Determine the number of lines in the data that contain "HeaderValue". Answer with that number only.

═════ Supplied records

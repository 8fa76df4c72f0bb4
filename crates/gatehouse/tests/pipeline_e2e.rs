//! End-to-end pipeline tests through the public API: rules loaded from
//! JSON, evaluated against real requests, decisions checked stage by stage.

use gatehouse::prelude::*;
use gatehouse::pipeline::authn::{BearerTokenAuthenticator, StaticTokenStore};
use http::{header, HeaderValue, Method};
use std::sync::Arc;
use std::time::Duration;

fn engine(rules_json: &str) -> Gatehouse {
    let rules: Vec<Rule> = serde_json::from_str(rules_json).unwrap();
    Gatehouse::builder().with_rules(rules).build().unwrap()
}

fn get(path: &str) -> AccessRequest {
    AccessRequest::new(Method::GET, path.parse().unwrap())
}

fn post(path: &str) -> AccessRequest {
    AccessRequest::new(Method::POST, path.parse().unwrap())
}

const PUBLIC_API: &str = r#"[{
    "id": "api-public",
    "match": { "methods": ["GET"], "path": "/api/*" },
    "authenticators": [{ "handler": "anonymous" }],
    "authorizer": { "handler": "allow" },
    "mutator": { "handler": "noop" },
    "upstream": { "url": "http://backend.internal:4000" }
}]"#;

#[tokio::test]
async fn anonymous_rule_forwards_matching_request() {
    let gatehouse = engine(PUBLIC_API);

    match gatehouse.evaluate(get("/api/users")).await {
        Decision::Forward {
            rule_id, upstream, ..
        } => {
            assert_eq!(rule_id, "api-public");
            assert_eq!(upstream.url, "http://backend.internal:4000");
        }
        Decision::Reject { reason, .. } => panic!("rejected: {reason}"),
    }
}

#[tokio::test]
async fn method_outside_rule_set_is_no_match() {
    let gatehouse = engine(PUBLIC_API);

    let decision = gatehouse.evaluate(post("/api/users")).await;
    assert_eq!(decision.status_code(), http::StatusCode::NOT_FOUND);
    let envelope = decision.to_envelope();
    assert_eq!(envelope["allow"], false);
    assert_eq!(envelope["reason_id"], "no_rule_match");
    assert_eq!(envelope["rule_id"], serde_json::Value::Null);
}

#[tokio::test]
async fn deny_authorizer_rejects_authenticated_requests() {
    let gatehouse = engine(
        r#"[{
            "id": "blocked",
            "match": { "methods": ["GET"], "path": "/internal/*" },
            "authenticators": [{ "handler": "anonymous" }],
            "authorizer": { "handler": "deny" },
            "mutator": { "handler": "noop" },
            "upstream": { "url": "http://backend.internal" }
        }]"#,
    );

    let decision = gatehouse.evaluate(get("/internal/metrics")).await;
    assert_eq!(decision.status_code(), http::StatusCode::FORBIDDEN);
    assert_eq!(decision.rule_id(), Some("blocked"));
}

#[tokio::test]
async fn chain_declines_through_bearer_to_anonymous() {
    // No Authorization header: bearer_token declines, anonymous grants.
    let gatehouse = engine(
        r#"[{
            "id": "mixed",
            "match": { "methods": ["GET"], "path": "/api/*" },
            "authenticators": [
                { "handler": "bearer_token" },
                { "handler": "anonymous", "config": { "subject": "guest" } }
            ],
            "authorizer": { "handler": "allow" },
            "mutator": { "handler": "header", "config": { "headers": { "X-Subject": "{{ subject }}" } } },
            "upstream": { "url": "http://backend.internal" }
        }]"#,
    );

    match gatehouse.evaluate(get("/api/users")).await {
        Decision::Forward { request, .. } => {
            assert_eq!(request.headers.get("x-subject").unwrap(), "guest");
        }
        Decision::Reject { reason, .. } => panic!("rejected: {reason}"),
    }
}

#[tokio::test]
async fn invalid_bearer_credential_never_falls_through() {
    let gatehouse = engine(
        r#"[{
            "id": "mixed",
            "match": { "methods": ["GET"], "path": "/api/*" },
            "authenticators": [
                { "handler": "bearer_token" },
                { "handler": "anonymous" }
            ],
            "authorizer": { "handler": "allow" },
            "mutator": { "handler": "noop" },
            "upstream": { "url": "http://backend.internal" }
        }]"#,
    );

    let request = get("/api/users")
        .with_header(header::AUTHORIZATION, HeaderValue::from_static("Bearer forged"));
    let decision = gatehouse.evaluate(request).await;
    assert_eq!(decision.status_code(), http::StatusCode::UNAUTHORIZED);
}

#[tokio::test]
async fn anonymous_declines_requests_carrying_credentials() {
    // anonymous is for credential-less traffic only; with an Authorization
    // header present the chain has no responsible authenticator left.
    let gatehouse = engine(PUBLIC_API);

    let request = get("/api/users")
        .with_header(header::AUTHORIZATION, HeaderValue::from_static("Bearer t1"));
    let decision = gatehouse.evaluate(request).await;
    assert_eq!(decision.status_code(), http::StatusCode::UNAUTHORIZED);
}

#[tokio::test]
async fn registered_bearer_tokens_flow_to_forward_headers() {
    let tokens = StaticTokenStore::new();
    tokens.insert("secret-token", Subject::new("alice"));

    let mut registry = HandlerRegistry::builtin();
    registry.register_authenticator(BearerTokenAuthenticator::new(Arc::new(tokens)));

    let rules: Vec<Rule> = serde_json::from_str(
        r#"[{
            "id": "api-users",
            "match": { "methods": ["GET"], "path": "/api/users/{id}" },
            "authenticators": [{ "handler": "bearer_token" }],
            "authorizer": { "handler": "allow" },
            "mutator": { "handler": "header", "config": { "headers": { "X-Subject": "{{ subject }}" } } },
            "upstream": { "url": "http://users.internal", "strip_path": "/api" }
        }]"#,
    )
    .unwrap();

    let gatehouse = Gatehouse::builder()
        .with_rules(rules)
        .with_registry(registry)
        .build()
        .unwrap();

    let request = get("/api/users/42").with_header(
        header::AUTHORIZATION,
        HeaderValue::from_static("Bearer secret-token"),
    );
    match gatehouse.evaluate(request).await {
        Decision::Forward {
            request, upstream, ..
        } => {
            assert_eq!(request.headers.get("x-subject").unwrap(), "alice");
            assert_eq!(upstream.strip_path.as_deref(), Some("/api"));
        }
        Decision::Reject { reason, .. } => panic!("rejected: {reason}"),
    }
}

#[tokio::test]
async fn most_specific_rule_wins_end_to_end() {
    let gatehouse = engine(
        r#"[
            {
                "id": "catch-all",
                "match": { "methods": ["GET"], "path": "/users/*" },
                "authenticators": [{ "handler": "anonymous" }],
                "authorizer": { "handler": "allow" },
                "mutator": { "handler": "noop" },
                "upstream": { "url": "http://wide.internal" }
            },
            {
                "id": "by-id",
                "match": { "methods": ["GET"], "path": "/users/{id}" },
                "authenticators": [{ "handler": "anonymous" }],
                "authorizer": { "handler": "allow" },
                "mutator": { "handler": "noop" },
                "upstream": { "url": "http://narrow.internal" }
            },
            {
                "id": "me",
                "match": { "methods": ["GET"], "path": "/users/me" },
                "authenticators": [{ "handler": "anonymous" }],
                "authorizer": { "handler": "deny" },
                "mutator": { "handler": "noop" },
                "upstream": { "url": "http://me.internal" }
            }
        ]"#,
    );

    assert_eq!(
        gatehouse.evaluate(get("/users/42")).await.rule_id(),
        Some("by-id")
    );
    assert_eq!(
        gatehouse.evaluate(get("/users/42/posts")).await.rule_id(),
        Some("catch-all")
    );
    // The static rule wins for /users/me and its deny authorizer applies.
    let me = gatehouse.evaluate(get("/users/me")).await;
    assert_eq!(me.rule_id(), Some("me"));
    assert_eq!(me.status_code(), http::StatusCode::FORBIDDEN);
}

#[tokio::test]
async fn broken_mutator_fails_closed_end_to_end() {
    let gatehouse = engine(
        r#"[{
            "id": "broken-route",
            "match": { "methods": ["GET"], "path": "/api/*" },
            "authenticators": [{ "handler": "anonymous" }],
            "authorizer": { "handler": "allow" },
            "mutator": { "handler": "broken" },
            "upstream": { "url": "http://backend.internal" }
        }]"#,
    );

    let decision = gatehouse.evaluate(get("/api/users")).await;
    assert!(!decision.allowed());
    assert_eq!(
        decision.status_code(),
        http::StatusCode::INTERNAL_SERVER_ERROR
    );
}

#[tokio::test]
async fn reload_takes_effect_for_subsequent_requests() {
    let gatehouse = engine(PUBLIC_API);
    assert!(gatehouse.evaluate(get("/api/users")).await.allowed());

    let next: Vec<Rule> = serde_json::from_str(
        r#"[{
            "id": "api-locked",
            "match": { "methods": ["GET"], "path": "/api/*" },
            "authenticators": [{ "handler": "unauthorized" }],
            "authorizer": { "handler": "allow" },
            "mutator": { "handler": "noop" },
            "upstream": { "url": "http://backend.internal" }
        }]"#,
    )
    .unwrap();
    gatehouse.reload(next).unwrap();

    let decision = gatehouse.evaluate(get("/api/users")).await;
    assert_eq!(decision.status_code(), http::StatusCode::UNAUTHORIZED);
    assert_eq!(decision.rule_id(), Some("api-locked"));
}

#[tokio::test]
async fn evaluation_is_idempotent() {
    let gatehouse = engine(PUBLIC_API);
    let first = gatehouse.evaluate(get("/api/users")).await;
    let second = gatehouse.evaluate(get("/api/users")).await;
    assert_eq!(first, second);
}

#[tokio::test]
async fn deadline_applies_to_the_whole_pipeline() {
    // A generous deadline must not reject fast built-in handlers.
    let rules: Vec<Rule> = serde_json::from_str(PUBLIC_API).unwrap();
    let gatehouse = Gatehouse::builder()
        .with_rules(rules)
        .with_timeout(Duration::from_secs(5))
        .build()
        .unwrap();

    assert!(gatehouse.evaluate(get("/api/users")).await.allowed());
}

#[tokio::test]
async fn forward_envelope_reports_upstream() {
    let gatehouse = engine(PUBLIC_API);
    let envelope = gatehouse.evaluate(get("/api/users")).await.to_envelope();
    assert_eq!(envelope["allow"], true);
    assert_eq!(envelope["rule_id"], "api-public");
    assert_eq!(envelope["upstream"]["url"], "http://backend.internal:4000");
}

══════════

■ Answer space
4